Fewer resale condominium units were sold last month while prices of these properties rose slightly at 0.2%.
Slight rise in resale private condominium prices after lukewarm August
743 resale condominium units were sold last month, down 1.5% from August. While overall resale prices rose 0.2%, transaction volume fell for the second consecutive month following the 13.6% decline in August. Analysts are however hopeful for a fairly steady transaction volume this year. The decline in August could also be partly attributed to the Hungry Ghost Month where buyers are less likely to look for or acquire properties.
Another reason for the lull of the past 2 months could be the increased availability of new units in the market. There was an increase in the number of new launches last month, drawing buyers’ attention away from the resale market.

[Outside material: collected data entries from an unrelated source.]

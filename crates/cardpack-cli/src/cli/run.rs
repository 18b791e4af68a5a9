//! The whole procedure: prepare the directory, download, extract, report.

use cardpack_core::cards;
use cardpack_core::config::CardpackConfig;
use cardpack_core::error::CardpackError;
use cardpack_core::extract::{self, ExtractSummary};
use cardpack_core::fetch;
use cardpack_core::url_model;
use cardpack_core::SOURCE_URL;
use std::path::Path;

/// Download the card pack and save its images under `cfg.output_dir`.
pub fn run_fetch(cfg: &CardpackConfig) -> Result<(), CardpackError> {
    run_fetch_from(SOURCE_URL, cfg)
}

pub(crate) fn run_fetch_from(url: &str, cfg: &CardpackConfig) -> Result<(), CardpackError> {
    let out_dir = cfg.output_dir.as_path();
    if extract::ensure_output_dir(out_dir)? {
        println!("Created directory: {}", out_dir.display());
    }

    println!("Downloading card pack from {}...", url);
    let body = fetch::fetch_archive(url, &cfg.http.to_options())?;

    println!("Extracting and renaming card images...");
    let summary = extract::extract_cards(&body, out_dir, url)?;

    let missing = if summary.written > 0 {
        cards::missing_cards(out_dir)
    } else {
        Vec::new()
    };
    for line in report_lines(&summary, out_dir, &url_model::archive_display_name(url), &missing) {
        println!("{}", line);
    }
    Ok(())
}

/// Lines printed after extraction, in order.
pub(crate) fn report_lines(
    summary: &ExtractSummary,
    out_dir: &Path,
    archive_name: &str,
    missing: &[String],
) -> Vec<String> {
    let mut lines: Vec<String> = summary.warnings.iter().map(|w| w.to_string()).collect();

    if summary.written > 0 {
        lines.push(format!(
            "Successfully processed and saved {} card images.",
            summary.written
        ));
        if !missing.is_empty() {
            lines.push(format!(
                "{} of {} expected card images are missing: {}",
                missing.len(),
                cards::full_deck().len(),
                missing.join(", ")
            ));
        }
    } else {
        lines.push(
            "No card images were extracted. Please check the ZIP file structure and the filename parsing rules."
                .to_string(),
        );
        lines.push(format!(
            "You might need to open '{}' manually, inspect filenames, and adjust the rank/suit lookup tables.",
            archive_name
        ));
    }

    lines.push(format!("Please check the '{}' directory.", out_dir.display()));
    lines
}
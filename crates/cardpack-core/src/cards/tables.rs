//! Filename token → card code tables.

use phf::phf_map;

/// Rank tokens as they appear in the pack's filenames.
pub static RANK_MAP: phf::Map<&'static str, &'static str> = phf_map! {
    "ace" => "A",
    "king" => "K",
    "queen" => "Q",
    "jack" => "J",
    "10" => "10",
    "9" => "9",
    "8" => "8",
    "7" => "7",
    "6" => "6",
    "5" => "5",
    "4" => "4",
    "3" => "3",
    "2" => "2",
};

pub static SUIT_MAP: phf::Map<&'static str, &'static str> = phf_map! {
    "spades" => "S",
    "hearts" => "H",
    "diamonds" => "D",
    "clubs" => "C",
};

/// Rank codes in deck order.
pub const RANK_CODES: [&str; 13] = [
    "A", "2", "3", "4", "5", "6", "7", "8", "9", "10", "J", "Q", "K",
];

/// Suit codes in deck order.
pub const SUIT_CODES: [&str; 4] = ["S", "H", "D", "C"];

pub fn rank_code(token: &str) -> Option<&'static str> {
    RANK_MAP.get(token).copied()
}

pub fn suit_code(token: &str) -> Option<&'static str> {
    SUIT_MAP.get(token).copied()
}
//! CLI for the card pack fetcher.

mod run;

use cardpack_core::config::{self, CardpackConfig};
use cardpack_core::error::CardpackError;
use clap::Parser;

pub use run::run_fetch;

/// Downloads the OpenGameArt playing-card pack and saves the images as
/// `AS.png`, `10D.png`, ..., `JOKER.png` under `img/cards`.
#[derive(Debug, Parser)]
#[command(name = "cardpack", version)]
#[command(about = "Download and rename playing-card images for the game client", long_about = None)]
pub struct Cli {}

impl Cli {
    pub fn run_from_args() -> Result<(), CardpackError> {
        let _cli = Cli::parse();
        let cfg = load_config();
        tracing::debug!("loaded config: {:?}", cfg);
        run_fetch(&cfg)
    }
}

/// Text printed for a fatal error: the message followed by its causes.
pub fn error_message(err: CardpackError) -> String {
    format!("{:#}", anyhow::Error::from(err))
}

/// A broken or unreadable config file should not stop the download.
fn load_config() -> CardpackConfig {
    match config::load_or_init() {
        Ok(cfg) => cfg,
        Err(err) => {
            tracing::warn!("using default config: {:#}", err);
            CardpackConfig::default()
        }
    }
}
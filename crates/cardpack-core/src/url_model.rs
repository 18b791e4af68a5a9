//! Human-readable archive name from the source URL.

use percent_encoding::percent_decode_str;

/// Used in messages when the URL has no usable last path segment.
const FALLBACK_ARCHIVE_NAME: &str = "the downloaded archive";

/// Extracts the last path segment from a URL, percent-decoded.
///
/// Returns `None` if the URL cannot be parsed or the path is empty/root.
pub fn filename_from_url_path(url: &str) -> Option<String> {
    let parsed = url::Url::parse(url).ok()?;
    let segment = parsed.path_segments()?.filter(|s| !s.is_empty()).last()?;
    if segment == "." || segment == ".." {
        return None;
    }
    let decoded = percent_decode_str(segment).decode_utf8_lossy().into_owned();
    Some(decoded)
}

/// Name to show the user when suggesting they inspect the archive by hand,
/// e.g. `"Playing Cards.zip"`.
pub fn archive_display_name(url: &str) -> String {
    filename_from_url_path(url).unwrap_or_else(|| FALLBACK_ARCHIVE_NAME.to_string())
}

New launches last month captured buyers’ attention
Despite the dip in transaction volume, September’s resale volumes were still 8.5% higher than the same month in 2018. Overall, the number of transactions in the resale condominium market has increased since Q3 of last year after the cooling measures were implemented.
Majority of last month’s resale condominium sales were in the suburbs. 53.1% of the transactions were from these regions while units in the city fringes made up 28.2% of the sales and 18.7% came from units in the core central region. Some of the more notable new launches last month were from Avenue South Residences, Cuscaden Reserve and [email protected]
Some of the most expensive resale condominiums sold were a unit at TwentyOne Angullia Park and another at 3 Orchard-By-The-Park. Both are in the core central region and both sold for $32 million.